В 1998 году было много событий. И печальных, и радостных, и великих, и малых. Например, в этом году прошли очередные Зимние Олимпийские Игры, Россия ратифицировала Европейскую Конвенцию прав человека и основных свобод и признала юрисдикцию Европейского Суда, Индия и Пакистан вошли в состав «ядерного клуба», Микрософт выпустила Windows 98, а в США была основана компания Google. Да и вообще, мало ли что происходит за год: во множестве стран избирались и переизбирались президенты, террористы что-то взрывали, а ученые – что-то открывали. Умер Френк Синатра и Карлос Кастанеда, произошло землетрясение в Афганистане (погибло несколько тысяч человек) и в Турции (144 человека), в Венесуэле избран Уго Чавес, а в Армении – Роберт Кочарян, запущен первый модуль МКС и подписан договор об экономическом сотрудничестве между Россией и Украиной. В общем, жизнь била ключом…

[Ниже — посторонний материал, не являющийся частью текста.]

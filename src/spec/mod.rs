//! Document specification loading and validation.
//!
//! A specification is a directory with a `docforge.toml` manifest and a
//! conventional layout:
//!
//! ```text
//! myreport/
//! ├── docforge.toml      # manifest (this module)
//! ├── templates/         # presentation templates, one per fragment
//! ├── src/               # source units, matched to templates by basename
//! ├── data/              # static data files for the json-file fetcher
//! └── gen/<suffix>/      # per-document generated artifacts
//!     ├── hash/          # fingerprint records and cached contexts
//!     ├── tmp/           # scratch space for source units
//!     ├── log/           # per-run logs
//!     └── out/           # rendered documents
//! ```
//!
//! The manifest's top-level keys are closed (unknown keys are rejected so
//! typos surface early); the `[metadata]` table is open-ended and flows
//! into the metadata hierarchy as the document-level layer.

use std::path::{Path, PathBuf};

use serde::Deserialize;
use serde_json::Value;
use tracing::warn;

use crate::constants::{
    DATA_DIR_NAME, GEN_DIR_NAME, SOURCES_DIR_NAME, SPEC_MANIFEST_NAME, TEMPLATES_DIR_NAME,
};
use crate::core::JsonMap;
use crate::core::error::DocforgeError;
use crate::utils::ensure_dir;

/// Parameter-related configuration: validation and augmentation.
#[derive(Debug, Clone, Default, Deserialize)]
#[serde(deny_unknown_fields)]
pub struct ParamsConfig {
    /// Keys that must be present in every document parameter.
    #[serde(default)]
    pub mandatory: Vec<String>,
    /// Fetcher specs run sequentially before fragment execution; their
    /// results are merged into the document parameter.
    #[serde(default)]
    pub augmentation: Vec<Value>,
}

/// Parsed `docforge.toml` manifest.
#[derive(Debug, Clone, Deserialize)]
#[serde(deny_unknown_fields)]
pub struct SpecConfig {
    /// Short machine name of the document family.
    pub doc_name: String,
    /// Optional human-readable name.
    #[serde(default)]
    pub verbose_name: Option<String>,
    /// Root template file name inside `templates/`.
    pub main_template: String,
    /// Template backend tag. Defaults to `tera`.
    #[serde(default = "default_template_backend")]
    pub template_backend: String,
    /// Whether unchanged fragments may reuse their cached contexts.
    #[serde(default = "default_true")]
    pub skip_unchanged_fragments: bool,
    /// Post-processor specs applied in order to the rendered document.
    #[serde(default)]
    pub postprocessors: Vec<Value>,
    /// Parameter validation and augmentation.
    #[serde(default)]
    pub params: ParamsConfig,
    /// Document-level metadata layer. Open-ended; commonly carries
    /// `source_parser` and `data_fetchers` defaults for all fragments.
    #[serde(default)]
    pub metadata: JsonMap,
}

fn default_template_backend() -> String {
    "tera".to_string()
}

const fn default_true() -> bool {
    true
}

/// Per-document generated-artifact directories, created lazily per suffix.
#[derive(Debug, Clone)]
pub struct GenPaths {
    /// Fingerprint records and cached contexts
    pub hash_path: PathBuf,
    /// Scratch space handed to source units
    pub tmp_path: PathBuf,
    /// Per-run logs
    pub log_path: PathBuf,
    /// Rendered documents
    pub out_path: PathBuf,
}

/// A loaded document specification directory.
#[derive(Debug, Clone)]
pub struct DocSpec {
    /// Absolute path of the specification directory
    pub path: PathBuf,
    /// Directory basename, used in messages
    pub name: String,
    /// Parsed manifest
    pub config: SpecConfig,
}

impl DocSpec {
    /// Load and validate a specification directory.
    ///
    /// # Errors
    ///
    /// Returns a configuration error when the manifest is missing or
    /// malformed, or when the declared main template does not exist.
    pub fn load(dir: impl AsRef<Path>) -> Result<Self, DocforgeError> {
        let path = dir.as_ref().to_path_buf();
        let manifest = path.join(SPEC_MANIFEST_NAME);
        if !manifest.exists() {
            return Err(DocforgeError::config(format!(
                "Specification '{}' has no {SPEC_MANIFEST_NAME}",
                path.display()
            )));
        }

        let raw = std::fs::read_to_string(&manifest)?;
        let config: SpecConfig = toml::from_str(&raw)?;

        if config.doc_name.is_empty() {
            return Err(DocforgeError::config("doc_name must not be empty"));
        }

        let name = path
            .file_name()
            .map(|n| n.to_string_lossy().into_owned())
            .unwrap_or_else(|| config.doc_name.clone());

        let spec = Self {
            path,
            name,
            config,
        };

        let main = spec.template_path(&spec.config.main_template);
        if !main.exists() {
            return Err(DocforgeError::config(format!(
                "Main template '{}' does not exist in {}",
                spec.config.main_template,
                spec.templates_dir().display()
            )));
        }

        Ok(spec)
    }

    /// Directory holding the presentation templates.
    pub fn templates_dir(&self) -> PathBuf {
        self.path.join(TEMPLATES_DIR_NAME)
    }

    /// Directory holding the fragment source units.
    pub fn sources_dir(&self) -> PathBuf {
        self.path.join(SOURCES_DIR_NAME)
    }

    /// Directory holding static data files.
    pub fn data_dir(&self) -> PathBuf {
        self.path.join(DATA_DIR_NAME)
    }

    /// Full path of one template file.
    pub fn template_path(&self, template: &str) -> PathBuf {
        self.templates_dir().join(template)
    }

    /// Find the source unit for a fragment by basename.
    ///
    /// Source units live in `src/` and share their basename with the
    /// template they feed (`summary.tex` is fed by `src/summary.*`). A
    /// fragment without a source unit is legal and yields an empty
    /// context; two source units with the same basename are ambiguous and
    /// rejected.
    pub fn source_unit_for(&self, basename: &str) -> Result<Option<PathBuf>, DocforgeError> {
        let pattern = self
            .sources_dir()
            .join(format!("{basename}.*"))
            .to_string_lossy()
            .into_owned();
        let mut matches: Vec<PathBuf> = glob::glob(&pattern)
            .map_err(|e| DocforgeError::config(format!("Invalid source pattern: {e}")))?
            .filter_map(Result::ok)
            .collect();
        matches.sort();

        match matches.len() {
            0 => {
                warn!("No source unit for fragment '{basename}', context will be empty");
                Ok(None)
            }
            1 => Ok(Some(matches.remove(0))),
            _ => Err(DocforgeError::config(format!(
                "More than one source unit for fragment '{basename}': {}",
                matches
                    .iter()
                    .map(|p| p.display().to_string())
                    .collect::<Vec<_>>()
                    .join(", ")
            ))),
        }
    }

    /// Create the generated-artifact directories for one document suffix.
    pub fn prepare_generation_dirs(&self, suffix: &str) -> Result<GenPaths, DocforgeError> {
        let base = self.path.join(GEN_DIR_NAME).join(suffix);
        let paths = GenPaths {
            hash_path: base.join("hash"),
            tmp_path: base.join("tmp"),
            log_path: base.join("log"),
            out_path: base.join("out"),
        };
        for dir in [
            &paths.hash_path,
            &paths.tmp_path,
            &paths.log_path,
            &paths.out_path,
        ] {
            ensure_dir(dir).map_err(|e| DocforgeError::config(e.to_string()))?;
        }
        Ok(paths)
    }

    /// The shared meta directory, sibling of the specification directory.
    pub fn meta_dir(&self) -> PathBuf {
        self.path
            .parent()
            .map(|p| p.join(crate::constants::META_DIR_NAME))
            .unwrap_or_else(|| self.path.join(crate::constants::META_DIR_NAME))
    }
}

Но большинству россиян 1998 год запомнился одним-единственным событием, которое теперь навсегда связано с ним. Речь идет, конечно, о пресловутом «дефолте». Еще 14 августа Борис Ельцин заявил о том, что дефолта в стране не будет,  а уже 17 – правительство объявило дефолт. Я не буду подробно описывать данный процесс, поскольку это было сделано уже несчетное количество раз, скажу лишь, что «падение» рубля в три раза оказалось не слишком приятным сюрпризом для российских граждан. Все сбережения обесценились, причем часть из них вообще «сгорела» вместе с разорившимися банками – что надолго отвадило россиян от мысли «скопить на старость». Вместе с тем, какого-то особо «жесткого» падения российской экономики не произошло – провал вскоре сменился ростом. Многие связывают данный момент с деятельность правительства Примакова, который пришел на смену «киндерсюрпризу» С. Кириенко, но на самом деле, столь быстрое «выправление» российской экономики после «августа 1998», ИМХО, имеет более системные причины.

q6816-1024x559-9322523

Впрочем, в данном контексте это не важно. Отмечу только,  что, несмотря на огромные потери, кризис 1998 года не стал для России какой-то особенно важной точкой. Как говориться, дальше пола не упадешь, а российская экономика с начала 1990 балансировала около этого пресловутого «пола» (или «дна»). Поэтому восстановление ее после «дефолта» было не намного сложнее, нежели восстановление без «дефолта», и  именно поэтому российские граждане, по сути, отделались только испугом. Однако, не все было так просто…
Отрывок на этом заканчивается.